La confianza y la prueba tras el cambio de poder en el Perú

La noche del 9 de octubre de 2025 fue especialmente larga en Lima. Esa noche, el Congreso de la Republica de Perú permaneció iluminado hasta altas horas, envuelto en un ambiente de tensión y decisiones trascendentales. Los congresistas de todos los partidos, en un hecho poco común, lograron un consenso: uno tras otro tomaron la palabra para denunciar la incapacidad y la indiferencia política de la presidenta Dina Boluarte. Tras horas de debate y votación, las cuatro mociones de vacancia fueron aprobadas, y finalmente, con 122 votos a favor, 0 en contra y 0 abstenciones, el Congreso decidió destituirla de manera unánime.

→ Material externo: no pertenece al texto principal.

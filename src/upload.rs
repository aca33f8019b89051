// Resource upload path
//
// Texture and buffer uploads are staged into the current frame slot's scratch
// buffer and recorded into that slot's transfer command list. Nothing here
// submits: the synchronization protocol submits the transfer list once per
// frame (or `Renderer::first_transfer` at startup).

use glam::UVec2;

use crate::backend::Gpu;

/// Every staging reservation starts on this boundary
pub const STAGING_ALIGNMENT: u64 = 16;

/// Round `value` up to the next multiple of `alignment` (a power of two)
pub fn align_up(value: u64, alignment: u64) -> u64 {
    debug_assert!(alignment.is_power_of_two());
    (value + alignment - 1) & !(alignment - 1)
}

// =============================================================================
// STAGING CURSOR
// =============================================================================

/// Per-slot write offset into a fixed-size upload scratch buffer
#[derive(Debug, Clone, Copy, PartialEq, Eq)]
pub struct StagingCursor {
    offset: u64,
    capacity: u64,
}

impl StagingCursor {
    pub fn new(capacity: u64) -> Self {
        Self { offset: 0, capacity }
    }

    /// Reserve `size` bytes at the next aligned offset.
    ///
    /// Returns `None` (and leaves the cursor untouched) when the scratch
    /// buffer cannot fit the request.
    pub fn reserve(&mut self, size: u64) -> Option<u64> {
        let start = align_up(self.offset, STAGING_ALIGNMENT);
        let end = start.checked_add(size)?;
        if end > self.capacity {
            return None;
        }
        self.offset = end;
        Some(start)
    }

    /// Give back everything reserved after `offset`, a value previously
    /// returned by `offset()`
    pub fn rewind(&mut self, offset: u64) {
        debug_assert!(offset <= self.offset);
        self.offset = offset.min(self.offset);
    }

    /// Contents only need to survive until the transfer completes
    pub fn reset(&mut self) {
        self.offset = 0;
    }

    pub fn offset(&self) -> u64 {
        self.offset
    }

    pub fn capacity(&self) -> u64 {
        self.capacity
    }
}

// =============================================================================
// TEXTURE DESCRIPTION
// =============================================================================

#[derive(Debug, Clone, Copy, PartialEq, Eq, Hash)]
pub enum TextureFormat {
    Rgba8Srgb,
    Rgba8Unorm,
    Bgra8Srgb,
    R8Unorm,
}

impl TextureFormat {
    pub fn bytes_per_pixel(self) -> u32 {
        match self {
            TextureFormat::Rgba8Srgb | TextureFormat::Rgba8Unorm | TextureFormat::Bgra8Srgb => 4,
            TextureFormat::R8Unorm => 1,
        }
    }
}

/// Destination image of a texture upload
#[derive(Debug, Clone, Copy, PartialEq, Eq)]
pub struct TextureDesc {
    pub width: u32,
    pub height: u32,
    pub mip_levels: u32,
    pub format: TextureFormat,
}

impl TextureDesc {
    pub fn new(width: u32, height: u32, format: TextureFormat) -> Self {
        Self { width, height, mip_levels: 1, format }
    }

    pub fn with_mip_levels(mut self, mip_levels: u32) -> Self {
        self.mip_levels = mip_levels.clamp(1, full_mip_chain_length(self.extent()));
        self
    }

    /// Every level down to 1x1
    pub fn with_full_mip_chain(mut self) -> Self {
        self.mip_levels = full_mip_chain_length(self.extent());
        self
    }

    pub fn extent(&self) -> UVec2 {
        UVec2::new(self.width, self.height)
    }

    /// Size of the base level pixel data
    pub fn byte_size(&self) -> u64 {
        self.width as u64 * self.height as u64 * self.format.bytes_per_pixel() as u64
    }

    pub fn has_mip_chain(&self) -> bool {
        self.mip_levels > 1
    }

    /// Extent of `level`, halving each axis per level with a minimum of 1
    pub fn mip_extent(&self, level: u32) -> UVec2 {
        mip_extent(self.extent(), level)
    }
}

pub fn mip_extent(base: UVec2, level: u32) -> UVec2 {
    let shift = level.min(31);
    (base >> shift).max(UVec2::ONE)
}

pub fn full_mip_chain_length(extent: UVec2) -> u32 {
    32 - extent.max_element().max(1).leading_zeros()
}

// =============================================================================
// SAMPLER CONFIGURATION
// =============================================================================

#[derive(Debug, Clone, Copy, PartialEq, Eq, Hash, Default)]
pub enum FilterMode {
    Nearest,
    #[default]
    Linear,
}

#[derive(Debug, Clone, Copy, PartialEq, Eq, Hash, Default)]
pub enum MipmapMode {
    Nearest,
    #[default]
    Linear,
}

#[derive(Debug, Clone, Copy, PartialEq, Eq, Hash, Default)]
pub enum EdgeMode {
    #[default]
    Repeat,
    MirroredRepeat,
    ClampToEdge,
    ClampToBorder,
}

#[derive(Debug, Clone, Copy, PartialEq, Eq, Hash, Default)]
pub struct SamplerConfig {
    pub filter: FilterMode,
    pub mipmap_mode: MipmapMode,
    pub edge: EdgeMode,
}

// =============================================================================
// TRANSFER COMMANDS
// =============================================================================

#[derive(Debug, Clone, Copy, PartialEq, Eq, Hash)]
pub enum ImageLayout {
    Undefined,
    TransferDst,
    TransferSrc,
    ShaderReadOnly,
}

/// Layout transition (plus the memory dependency it implies) over a mip range
#[derive(Debug, Clone, Copy, PartialEq, Eq)]
pub struct ImageBarrier {
    pub old_layout: ImageLayout,
    pub new_layout: ImageLayout,
    pub base_mip_level: u32,
    pub level_count: u32,
}

impl ImageBarrier {
    pub fn levels(old_layout: ImageLayout, new_layout: ImageLayout, base_mip_level: u32, level_count: u32) -> Self {
        Self { old_layout, new_layout, base_mip_level, level_count }
    }

    pub fn level(old_layout: ImageLayout, new_layout: ImageLayout, mip_level: u32) -> Self {
        Self::levels(old_layout, new_layout, mip_level, 1)
    }
}

/// One command of a recorded texture upload
#[derive(Debug, Clone, Copy, PartialEq, Eq)]
pub enum TransferOp {
    Barrier(ImageBarrier),
    /// Staging buffer → mip level 0
    CopyBufferToImage { buffer_offset: u64, extent: UVec2 },
    /// Downsample `src_level` into `dst_level` with linear filtering
    Blit { src_level: u32, src_extent: UVec2, dst_level: u32, dst_extent: UVec2 },
}

/// Buffer → buffer copy region
#[derive(Debug, Clone, Copy, PartialEq, Eq)]
pub struct BufferCopy {
    pub src_offset: u64,
    pub dst_offset: u64,
    pub size: u64,
}

/// Build the command sequence uploading `desc` from `staging_offset`.
///
/// Single level: transfer-dst, copy, shader-read.
/// Mip chain: transfer-dst, copy, then per level `i` in `1..levels` a
/// transfer-src barrier on `i - 1`, a blit `i - 1 → i` and a shader-read
/// barrier on `i - 1`, finishing with a shader-read barrier on the last level.
pub fn plan_texture_upload(desc: &TextureDesc, staging_offset: u64) -> Vec<TransferOp> {
    let levels = desc.mip_levels.max(1);
    let mut ops = Vec::with_capacity(3 + 3 * (levels as usize - 1) + 1);

    ops.push(TransferOp::Barrier(ImageBarrier::levels(
        ImageLayout::Undefined,
        ImageLayout::TransferDst,
        0,
        levels,
    )));
    ops.push(TransferOp::CopyBufferToImage {
        buffer_offset: staging_offset,
        extent: desc.extent(),
    });

    if levels == 1 {
        ops.push(TransferOp::Barrier(ImageBarrier::level(
            ImageLayout::TransferDst,
            ImageLayout::ShaderReadOnly,
            0,
        )));
        return ops;
    }

    // Copy must land before level 0 is read back by the first blit
    ops.push(TransferOp::Barrier(ImageBarrier::levels(
        ImageLayout::TransferDst,
        ImageLayout::TransferDst,
        0,
        levels,
    )));

    for level in 1..levels {
        let src_level = level - 1;
        ops.push(TransferOp::Barrier(ImageBarrier::level(
            ImageLayout::TransferDst,
            ImageLayout::TransferSrc,
            src_level,
        )));
        ops.push(TransferOp::Blit {
            src_level,
            src_extent: desc.mip_extent(src_level),
            dst_level: level,
            dst_extent: desc.mip_extent(level),
        });
        ops.push(TransferOp::Barrier(ImageBarrier::level(
            ImageLayout::TransferSrc,
            ImageLayout::ShaderReadOnly,
            src_level,
        )));
    }

    ops.push(TransferOp::Barrier(ImageBarrier::level(
        ImageLayout::TransferDst,
        ImageLayout::ShaderReadOnly,
        levels - 1,
    )));

    ops
}

// =============================================================================
// UPLOADED TEXTURE
// =============================================================================

/// A texture whose upload has been recorded. Live until retired through
/// `Renderer::schedule_destruction`.
pub struct Texture<G: Gpu> {
    pub image: G::Image,
    pub view: G::ImageView,
    pub sampler: G::Sampler,
    pub desc: TextureDesc,
}

impl<G: Gpu> std::fmt::Debug for Texture<G> {
    fn fmt(&self, f: &mut std::fmt::Formatter<'_>) -> std::fmt::Result {
        f.debug_struct("Texture")
            .field("image", &self.image)
            .field("view", &self.view)
            .field("sampler", &self.sampler)
            .field("desc", &self.desc)
            .finish()
    }
}

#[cfg(test)]
mod tests {
    use super::*;

    #[test]
    fn reservations_are_sixteen_byte_aligned() {
        let mut cursor = StagingCursor::new(256);
        assert_eq!(cursor.reserve(3), Some(0));
        assert_eq!(cursor.reserve(5), Some(16));
        assert_eq!(cursor.offset(), 21);
        assert_eq!(cursor.reserve(32), Some(32));
    }

    #[test]
    fn rewind_hands_back_a_failed_reservation() {
        let mut cursor = StagingCursor::new(256);
        cursor.reserve(10).unwrap();
        let mark = cursor.offset();
        assert_eq!(cursor.reserve(100), Some(16));
        cursor.rewind(mark);
        assert_eq!(cursor.offset(), 10);
        assert_eq!(cursor.reserve(100), Some(16));
    }

    #[test]
    fn overflowing_reservation_leaves_cursor_untouched() {
        let mut cursor = StagingCursor::new(64);
        assert_eq!(cursor.reserve(40), Some(0));
        assert_eq!(cursor.reserve(24), None);
        assert_eq!(cursor.offset(), 40);
        cursor.reset();
        assert_eq!(cursor.reserve(64), Some(0));
    }

    #[test]
    fn mip_extents_halve_with_floor_of_one() {
        let desc = TextureDesc::new(64, 4, TextureFormat::Rgba8Srgb).with_full_mip_chain();
        assert_eq!(desc.mip_levels, 7);
        assert_eq!(desc.mip_extent(1), UVec2::new(32, 2));
        assert_eq!(desc.mip_extent(2), UVec2::new(16, 1));
        assert_eq!(desc.mip_extent(6), UVec2::new(1, 1));
    }

    #[test]
    fn requested_mip_levels_are_clamped_to_the_chain() {
        let desc = TextureDesc::new(4, 4, TextureFormat::R8Unorm).with_mip_levels(10);
        assert_eq!(desc.mip_levels, 3);
        assert_eq!(desc.byte_size(), 16);
    }

    #[test]
    fn single_level_upload_goes_straight_to_shader_read() {
        let desc = TextureDesc::new(8, 8, TextureFormat::Rgba8Unorm);
        let ops = plan_texture_upload(&desc, 48);
        assert_eq!(
            ops,
            vec![
                TransferOp::Barrier(ImageBarrier::levels(ImageLayout::Undefined, ImageLayout::TransferDst, 0, 1)),
                TransferOp::CopyBufferToImage { buffer_offset: 48, extent: UVec2::new(8, 8) },
                TransferOp::Barrier(ImageBarrier::level(ImageLayout::TransferDst, ImageLayout::ShaderReadOnly, 0)),
            ]
        );
    }

    #[test]
    fn every_mip_level_ends_shader_readable_exactly_once() {
        let desc = TextureDesc::new(100, 30, TextureFormat::Rgba8Srgb).with_full_mip_chain();
        let ops = plan_texture_upload(&desc, 0);

        for level in 0..desc.mip_levels {
            let to_shader_read = ops
                .iter()
                .filter(|op| {
                    matches!(op, TransferOp::Barrier(b)
                        if b.new_layout == ImageLayout::ShaderReadOnly
                            && b.base_mip_level == level
                            && b.level_count == 1)
                })
                .count();
            assert_eq!(to_shader_read, 1, "level {level}");
        }

        // Each barrier names its own level: nothing is carried over between iterations
        let blit_sources: Vec<u32> = ops
            .iter()
            .filter_map(|op| match op {
                TransferOp::Blit { src_level, .. } => Some(*src_level),
                _ => None,
            })
            .collect();
        assert_eq!(blit_sources, (0..desc.mip_levels - 1).collect::<Vec<_>>());
    }
}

El debate debía comenzar a las once y media de la noche. Boluarte había sido citada para ejercer su defensa, pero no se presentó ni envió un mensaje virtual. Nadie habló por ella. Los congresistas, uno tras otro, recordaron los escándalos y fracasos de su gobierno: desde el caso de los relojes de lujo “Rolexgate”, hasta la corrupción en las fuerzas de seguridad; desde los abusos policiales hasta los bienes no declarados del Palacio de Gobierno. Las cifras estremecían: en menos de dos años de gestión, más de seis mil homicidios se habían registrado en el país; los robos, extorsiones y secuestros se habían vuelto parte de la rutina diaria. Y el hecho que colmó la paciencia nacional ocurrió el 8 de octubre, cuando un tiroteo durante un concierto en el Club Militar de Lima dejó varios heridos. Aquella bala final fue, simbólicamente, la que derribó al gobierno.

Cuando se anunció el resultado de la votación, el Congreso estalló en aplausos. Era una unanimidad rara, pero no por unidad de propósito, sino por el rechazo colectivo a un gobierno sin rumbo. Desde 2016, el Perú ha tenido siete presidentes, todos caídos en medio de crisis. El cambio de mando se ha vuelto casi un hábito institucional. La caída de Boluarte fue solo otro capítulo en esta larga secuencia de inestabilidad.
A las doce y veinte de la medianoche, el Congreso volvió a reunirse. José Jeri, con traje azul oscuro y expresión serena, juró como presidente de la República con la mano sobre la Constitución. Con menos de treinta y nueve años, se convirtió en uno de los mandatarios más jóvenes de la historia del país. Frente a una transición inesperada, no mostró euforia ni vanidad, sino que habló con calma:
“No estaremos a la altura de héroes grandes como los que hemos homenajeado hace poco, pero con corazón y con decisión podemos hacer los cambios necesarios, para que nuestra patria enrumbe en el camino que tiene que tener.”

Esa frase me conmovió profundamente. No era un eslogan político, sino una convicción humilde y honesta. He tenido la oportunidad de conocerlo en varias ocasiones —en 2023 organizamos juntos una campaña de donaciones para los damnificados, y más tarde encontramos en distintos eventos—. Su carácter racional y sereno transmite una fuerza tranquila, no pretenciosa. Tal vez no logre transformar el país de la noche a la mañana, pero confío en que al menos devolverá a la política peruana un sentido de razón y responsabilidad.
En su discurso de investidura, Jeri pronunció también una frase que se volvió viral en medios y redes sociales:
“El principal enemigo está afuera, en las calles, las bandas criminales, las organizaciones criminales, ellos son el día de hoy nuestros enemigos.”
Fue el primer mensaje político claro de su gestión: la reconstrucción del país pasa no solo por restablecer el orden, sino también la confianza.

Este cambio de gobierno no es simplemente una rotación de líderes, sino una forma de autocrítica institucional. Si un Estado se derrumba una y otra vez dentro de la misma estructura, el problema no radica en quién manda, sino en cómo está hecho el sistema y su cultura política. La llegada de José Jerí quizá sea apenas una señal de esperanza lanzada por la historia en medio del caos. Al menos, su actitud y sus palabras devolvieron a muchos peruanos, fatigados por la inestabilidad, una pequeña fe en sus gobernantes.
Porque al final, el verdadero desafío no está en la sucesión del poder, sino en lograr que la confianza vuelva a ser la fuerza que cambie el destino del país.